On the other hand, Barber's First Symphony has been well served on disc; there have been fine recordings from the likes of Leonard Slatkin, David Zinman, and Marin Alsop. If Spano and Atlanta have nothing especially new to add, theirs is a handsome performance full of the tragic drama that has commended this work to listeners since it was written.

But many will come to this disc for the new music primarily. Be assured it doesn't sound out of place in such august company. Christopher Theofanidis's "Rainbow Body" takes as its point of departure a piece by the medieval mystic and composer Hildegard von Bingen. The melody is fragmented, then put back together in music that builds to an intense pitch. "Rainbow Body" sometimes sounds like Hovhaness, but that is mostly a matter of a similar reliance on a modal melody and strangely similar orchestral garb in which the melody is clothed at each of its appearances. Otherwise, this muscular and direct music is unlike the usual, well, noodling that Hovhaness is too often guilty of.

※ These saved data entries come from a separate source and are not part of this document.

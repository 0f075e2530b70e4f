use rand::{Rng, SeedableRng};
use rand_chacha::ChaCha8Rng;

/// Random source owned by each generator.
///
/// ChaCha8 keeps the same stream for a seed across platforms and crate
/// releases, which `StdRng` does not promise.
pub type FixtureRng = ChaCha8Rng;

pub fn seeded_rng(seed: u64) -> FixtureRng {
    ChaCha8Rng::seed_from_u64(seed)
}

/// Draws `count` floats uniformly from `[0, 1)`.
pub fn unit_floats<R: Rng + ?Sized>(rng: &mut R, count: usize) -> Vec<f32> {
    (0..count).map(|_| rng.gen::<f32>()).collect()
}
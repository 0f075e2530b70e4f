use std::io::Write;

use itertools::Itertools;
use tracing::info;

use crate::{
    params::DenseParams,
    rng::{seeded_rng, unit_floats, FixtureRng},
    sql,
    util::report_progress,
    FixtureError,
};

#[derive(Debug, Clone, PartialEq)]
pub struct DenseRow {
    pub id: usize,
    pub values: Vec<f32>,
}

impl DenseRow {
    /// Renders the values as `[v0, v1, ...]`, each value being the
    /// shortest decimal that parses back to the same `f32`.
    pub fn vector_literal(&self) -> String {
        format!("[{}]", self.values.iter().join(", "))
    }
}

pub struct DenseGenerator {
    params: DenseParams,
    rng: FixtureRng,
    next_id: usize,
}

impl DenseGenerator {
    pub fn new(params: DenseParams) -> Result<Self, FixtureError> {
        params.validate()?;
        let rng = seeded_rng(params.seed);
        Ok(Self {
            params,
            rng,
            next_id: 0,
        })
    }

    pub fn params(&self) -> &DenseParams {
        &self.params
    }

    /// Draws all values of the next row before moving on, so row `i`
    /// only depends on the seed and the rows before it.
    pub fn next_row(&mut self) -> DenseRow {
        let values = unit_floats(&mut self.rng, self.params.features);
        let id = self.next_id;
        self.next_id += 1;

        DenseRow { id, values }
    }

    /// Writes the table header followed by one insert per sample.
    /// Returns the number of rows written.
    pub fn write_sql<W: Write>(mut self, mut writer: W) -> Result<usize, FixtureError> {
        let samples = self.params.samples;
        let table = self.params.table.clone();
        info!(
            samples,
            features = self.params.features,
            seed = self.params.seed,
            "generating dense vectors"
        );

        sql::create_table(&mut writer, &table, self.params.features)?;
        for _ in 0..samples {
            let row = self.next_row();
            sql::insert_dense(&mut writer, &table, row.id, &row.vector_literal())?;
            report_progress("dense", row.id + 1, samples, self.params.progress);
        }
        writer.flush()?;

        info!(rows = samples, "done");
        Ok(samples)
    }
}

Similarly, "Blue Cathedral," written as a tribute to the deceased younger brother of composer Jennifer Higdon, is a work with a "high concept." Higdon tried to suggest what it would be like to enter a transparent cathedral among the clouds, and she conveys the imagined feeling of awe and celebration in a work that doubles as a marvelous mini-concerto for orchestra. Flute and clarinet have prominent solos; the extramusical reference is to the instruments that she and her brother play or played. If Theofanidis's music has an American sensibility about it--recalling not only Hovhaness but perhaps more "athletic" composers such as William Schuman and Peter Mennin (and inescapably, I guess, minimalists or minimalist fellow-travelers such as John Adams and especially Michael Torke)--Higdon's work is less immediately American sounding, more cosmopolitan. Maybe there is some small influence of the tintinabular style of Arvo Part and others, but again fortunately, for me at least, "Blue Cathedral" has much more momentum than Part usually has. Perhaps that is the American element in the work, a quiet impatience to just get on with things that dogs even this largely contemplative, ecstatic music.

Anyway, both compositions are fine additions to the orchestral repertory. And both seem to have the perfect advocates in Spano and in his orchestra. Having lived with the Atlanta Symphony for the last seventeen years, I am happy to have heard it grow into a body that can be trusted to do full justice to important music like that on this CD. Telarc's sound is superb, even by its usually excellent Atlanta standards. How wonderful to hear every element of the music emerge with utter fidelity and clarity, yet in a fully natural ambience.